Header photo by Conny Schneider on Unsplash

The scenario

I always had a feeling VPC Lattice would prove to be a very interesting product, but when it first was released it was very limiting. The inter-application capabilities always had a place in people’s own architectural designs but it never really got on my radar. When AWS announced VPC Resources for VPC Lattice, this opened up a lot of doors that had previously been shut.

Lets take for example, the Elastic File System (EFS) service that AWS offer. There are multiple ways to share EFS across accounts, but they all require a level of direct networking access. For example, Shared VPCs can be really handy to ensure that you continue to control the networking configuration, while allowing access to everyone on the same flat network. VPC Peering or Transit Gateways offered a chance to allow separate networks connectivity, allowing the shared responsibilities of the network configuration. However, what if you couldn’t connect the two networks in this way, what if you had a requirement to ensure the two accounts didn’t have direct network access.

At this point, I wanted to see. Would it be possible to use VPC Lattice to mount an EFS storage share across two AWS accounts that had no direct networking capability.

The Setup

I initially had to find two AWS accounts, in my test setup, I was able to do this within my AWS Organisation, and have two accounts, in this instance we will call them Account A and Account B.

⚠️ Make sure that you have all features enabled at the AWS Organisations level (or Resource Access Manager as a minimum). Additionally, when building up this test, make sure that in both accounts the private subnet use the same Availiabilty Zone, including the ID - for example: euw2-az2 (eu-west-2a) for Account A and B.

Account A would contain:

• A VPC with a private only subnet (10.0.0.0/24), with DNS hostnames and DNS resolutions enabled
• EFS setup attached to the private subnet
• For testing an EC2 Instance Connect endpoint, that will allow me access to an EC2 instance
• For testing an EC2 instance to prove that the EFS file system can mount internally, and we can write files

Account B would contain:

• A VPC with another private only subnet (10.1.1.0/24), with DNS hostnames and DNS resolutions enabled
• EC2 Instance Connect endpoint, that will allow me access to an EC2 instance
• For testing an EC2 instance to prove that the EFS file system can mount cross account, and we can write files

For the benefit of my testing, I will be using pretty much open security groups however, as I will show, you can use your own security systems on this, so long as you leave the right ports open.
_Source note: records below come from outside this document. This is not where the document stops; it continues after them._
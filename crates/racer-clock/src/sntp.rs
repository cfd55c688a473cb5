//! SNTP client (RFC 4330) for measuring the local clock offset.
//!
//! Sends one 48-byte client request per query and derives the offset from the
//! four timestamps of the exchange:
//!
//! ```text
//! offset = ((t1 - t0) + (t2 - t3)) / 2
//! ```
//!
//! where `t0`/`t3` are local send/receive times and `t1`/`t2` are the server's
//! receive/transmit times.

use std::net::SocketAddr;
use std::ops::Range;
use std::time::Duration;

use chrono::Utc;
use tokio::net::UdpSocket;
use tokio::time::timeout;

use crate::offset::ClockOffset;

/// SNTP packet size (no extension fields)
const NTP_PACKET_SIZE: usize = 48;

/// LI = 0, VN = 4, Mode = 3 (client)
const CLIENT_HEADER: u8 = 0x23;

const MODE_SERVER: u8 = 4;
const MODE_BROADCAST: u8 = 5;
const LEAP_UNSYNCHRONIZED: u8 = 3;

const DEFAULT_NTP_PORT: u16 = 123;

/// Seconds between 1900-01-01 (NTP era 0) and 1970-01-01.
const NTP_UNIX_DELTA_SECS: i64 = 2_208_988_800;

const ORIGIN_TS: Range<usize> = 24..32;
const RECEIVE_TS: Range<usize> = 32..40;
const TRANSMIT_TS: Range<usize> = 40..48;

#[derive(Debug, thiserror::Error)]
pub enum ClockError {
    #[error("cannot resolve time server '{0}'")]
    Resolve(String),

    #[error("time server '{server}' I/O error: {source}")]
    Io {
        server: String,
        #[source]
        source: std::io::Error,
    },

    #[error("time server '{0}' did not answer in time")]
    Timeout(String),

    #[error("invalid SNTP response: {0}")]
    InvalidResponse(String),

    #[error("no time servers configured")]
    NoServers,

    #[error("all {attempted} time servers failed; last error: {last}")]
    AllFailed {
        attempted: usize,
        last: Box<ClockError>,
    },
}

/// Server-side timestamps extracted from a reply, in Unix millis.
#[derive(Debug, Clone, Copy, PartialEq, Eq)]
pub(crate) struct ServerTimes {
    pub receive_ms: i64,
    pub transmit_ms: i64,
}

#[derive(Debug, Clone)]
pub struct SntpClient {
    timeout: Duration,
}

impl Default for SntpClient {
    fn default() -> Self {
        Self::new()
    }
}

impl SntpClient {
    pub fn new() -> Self {
        Self {
            timeout: Duration::from_secs(3),
        }
    }

    pub fn with_timeout(timeout: Duration) -> Self {
        Self { timeout }
    }

    /// Query `server` (`host` or `host:port`) once.
    pub async fn query(&self, server: &str) -> Result<ClockOffset, ClockError> {
        let addr = resolve(server).await?;
        self.query_addr(server, addr).await
    }

    pub async fn query_addr(
        &self,
        label: &str,
        addr: SocketAddr,
    ) -> Result<ClockOffset, ClockError> {
        let io_err = |source| ClockError::Io {
            server: label.to_string(),
            source,
        };

        let bind_addr = if addr.is_ipv4() { "0.0.0.0:0" } else { "[::]:0" };
        let socket = UdpSocket::bind(bind_addr).await.map_err(io_err)?;
        socket.connect(addr).await.map_err(io_err)?;

        let t0 = Utc::now().timestamp_millis();
        let request = build_request(t0);
        socket.send(&request).await.map_err(io_err)?;

        let mut buf = [0u8; 512];
        let len = match timeout(self.timeout, socket.recv(&mut buf)).await {
            Ok(Ok(len)) => len,
            Ok(Err(e)) => return Err(io_err(e)),
            Err(_) => return Err(ClockError::Timeout(label.to_string())),
        };
        let t3 = Utc::now().timestamp_millis();

        let times = parse_response(&buf[..len], &request[TRANSMIT_TS])?;
        Ok(compute_offset(t0, times.receive_ms, times.transmit_ms, t3))
    }
}

async fn resolve(server: &str) -> Result<SocketAddr, ClockError> {
    if let Ok(addr) = server.parse::<SocketAddr>() {
        return Ok(addr);
    }
    let target = if server.contains(':') {
        server.to_string()
    } else {
        format!("{server}:{DEFAULT_NTP_PORT}")
    };
    tokio::net::lookup_host(target)
        .await
        .map_err(|_| ClockError::Resolve(server.to_string()))?
        .next()
        .ok_or_else(|| ClockError::Resolve(server.to_string()))
}

pub(crate) fn build_request(local_ms: i64) -> [u8; NTP_PACKET_SIZE] {
    let mut packet = [0u8; NTP_PACKET_SIZE];
    packet[0] = CLIENT_HEADER;
    // The server echoes our transmit timestamp back as its origin timestamp.
    packet[TRANSMIT_TS].copy_from_slice(&unix_millis_to_ntp(local_ms));
    packet
}

pub(crate) fn parse_response(
    buf: &[u8],
    expected_origin: &[u8],
) -> Result<ServerTimes, ClockError> {
    if buf.len() < NTP_PACKET_SIZE {
        return Err(ClockError::InvalidResponse(format!(
            "short packet ({} bytes)",
            buf.len()
        )));
    }

    let leap = buf[0] >> 6;
    let mode = buf[0] & 0x07;
    let stratum = buf[1];

    if mode != MODE_SERVER && mode != MODE_BROADCAST {
        return Err(ClockError::InvalidResponse(format!("unexpected mode {mode}")));
    }
    if leap == LEAP_UNSYNCHRONIZED {
        return Err(ClockError::InvalidResponse(
            "server clock unsynchronized".to_string(),
        ));
    }
    if stratum == 0 {
        let kiss = String::from_utf8_lossy(&buf[12..16]).to_string();
        return Err(ClockError::InvalidResponse(format!("kiss-o'-death {kiss}")));
    }
    if &buf[ORIGIN_TS] != expected_origin {
        return Err(ClockError::InvalidResponse(
            "origin timestamp mismatch".to_string(),
        ));
    }
    if buf[TRANSMIT_TS].iter().all(|b| *b == 0) {
        return Err(ClockError::InvalidResponse(
            "zero transmit timestamp".to_string(),
        ));
    }

    Ok(ServerTimes {
        receive_ms: ntp_to_unix_millis(&buf[RECEIVE_TS]),
        transmit_ms: ntp_to_unix_millis(&buf[TRANSMIT_TS]),
    })
}

pub(crate) fn compute_offset(t0: i64, t1: i64, t2: i64, t3: i64) -> ClockOffset {
    ClockOffset::from_millis(((t1 - t0) + (t2 - t3)) / 2)
}

pub(crate) fn unix_millis_to_ntp(unix_ms: i64) -> [u8; 8] {
    let secs = unix_ms.div_euclid(1000) + NTP_UNIX_DELTA_SECS;
    let frac = (unix_ms.rem_euclid(1000) << 32) / 1000;
    let mut out = [0u8; 8];
    // Truncation to u32 wraps into the next NTP era after 2036.
    out[..4].copy_from_slice(&(secs as u32).to_be_bytes());
    out[4..].copy_from_slice(&(frac as u32).to_be_bytes());
    out
}

pub(crate) fn ntp_to_unix_millis(bytes: &[u8]) -> i64 {
    let mut secs = [0u8; 4];
    let mut frac = [0u8; 4];
    secs.copy_from_slice(&bytes[..4]);
    frac.copy_from_slice(&bytes[4..8]);
    let mut secs = u32::from_be_bytes(secs) as i64;
    let frac = u32::from_be_bytes(frac) as i64;
    // MSB clear means era 1 (from 2036-02-07).
    if secs & 0x8000_0000 == 0 {
        secs += 1 << 32;
    }
    let millis = (frac * 1000 + (1 << 31)) >> 32;
    (secs - NTP_UNIX_DELTA_SECS) * 1000 + millis
}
To get started, I mounted the EFS volume onto my local Account A EC2 instance, and make sure I could write a file.

✅ Did you know, that you can mount the EFS file system at EC2 instance creation through the launch wizard? It also automatically creates the security groups to allow the connection too. Click here for more information

Configuration of the VPC Resource Gateway

Before we start, we must have a security group that will allow access inbound to the NFS port, TCP/2049 as the Resource Gateway needs to be able to connect to the EFS mount! With the wizard used to create the EC2 instance in Account A, this security group already existed so that I could use this. Make sure to check that you have this security group before you start, otherwise you will have accessibility issues.

A resource gateway is a point of inbound traffic into the VPC where a resource resides.

― AWS, AWS Documentation

Keeping in mind the direction of travel, this gateway is the entrypoint from the wider world into your VPC.

If you are using the AWS CLI, you can use the following command:

1
2
3
4
5

aws vpc-lattice create-resource-gateway \
  --name "account-a-efs-resource-gateway" \
  --vpc-identifier {{YOUR VPC ID FOR ACCOUNT-A}}
  --subnet-ids {{YOUR SUBNET ID THAT CONTAINS YOUR EFS MOUNT }}
  --security-group-ids {{SECURITY GROUP ID THAT ALLOWS INBOUND NFS ACCESS}}

The Resource Gateway should appear up very quickly, and we can move onto the Resource Configuration

Configuration of the Resource Configuration

Unlike other resources, it isn’t possible to select the EFS mount within the configuration, but there are a number of ways. If you have set up your own DNS record for the EFS mount, it will be possible to use this. In my example, I am going to use the direct IP for the EFS mount. A simple host command on the box using the DNS name for EFS within the VPC gave me the IP for the EFS mount.

1
2

[ec2-user@ip-10-0-0-29 fs1]$ host fs-0e0f5e4c3c04a7d58.efs.eu-west-2.amazonaws.com
fs-0e0f5e4c3c04a7d58.efs.eu-west-2.amazonaws.com has address 10.0.0.21

I can use the IP 10.0.0.21 in my Resource Configuration.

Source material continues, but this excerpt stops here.